### WORK TASK:
Retrieve every line of the data holding the word "text".

[[ MATERIAL FOR THIS EXERCISE open ]]

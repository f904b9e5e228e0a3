//! Platform abstraction traits for selection and input.
//!
//! These traits define the interface between the mapping engine and the host
//! (browser DOM, in-memory fakes, native accessibility trees). The engine
//! holds no global state; the document's single active selection is only
//! ever reached through a `SelectionPort`.

use thiserror::Error;

use crate::types::TreePosition;

/// Error type for platform operations.
#[derive(Debug, Clone, Error)]
#[error("{0}")]
pub struct PlatformError(pub String);

impl From<&str> for PlatformError {
    fn from(s: &str) -> Self {
        PlatformError(s.to_string())
    }
}

impl From<String> for PlatformError {
    fn from(s: String) -> Self {
        PlatformError(s)
    }
}

/// Accessor and mutator for the host document's active selection.
///
/// There is exactly one active selection per document and it is shared with
/// whatever the user is doing manually.
pub trait SelectionPort<N> {
    /// The selection's anchor boundary, None when nothing is selected.
    fn active_boundary(&self) -> Option<TreePosition<N>>;

    /// The node that currently has input focus.
    ///
    /// Hosts that track focus separately from the selection (the DOM's
    /// `activeElement`) should override this.
    fn focused_node(&self) -> Option<N> {
        self.active_boundary().map(|pos| pos.node)
    }

    /// Replace the selection with `start..end`, or a caret at `start`.
    ///
    /// Implementations must clear any existing ranges first so the document
    /// never ends up with a multi-range selection.
    fn install(
        &mut self,
        start: TreePosition<N>,
        end: Option<TreePosition<N>>,
    ) -> Result<(), PlatformError>;
}

/// Keystroke-level input simulation at the current caret.
///
/// The mapper only decides where the caret goes; typing and deleting are
/// left to the host so its undo stack and input events stay intact.
pub trait InputSimulator {
    /// Type `text` at the caret.
    fn insert_text(&mut self, text: &str) -> Result<(), PlatformError>;

    /// Press backspace `count` times.
    fn delete_backward(&mut self, count: usize) -> Result<(), PlatformError>;
}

[[ MATERIAL FOR THIS EXERCISE closed ]]

### EXPECTED ANSWER:
    /// Type `text` at the caret.
    fn insert_text(&mut self, text: &str) -> Result<(), PlatformError>;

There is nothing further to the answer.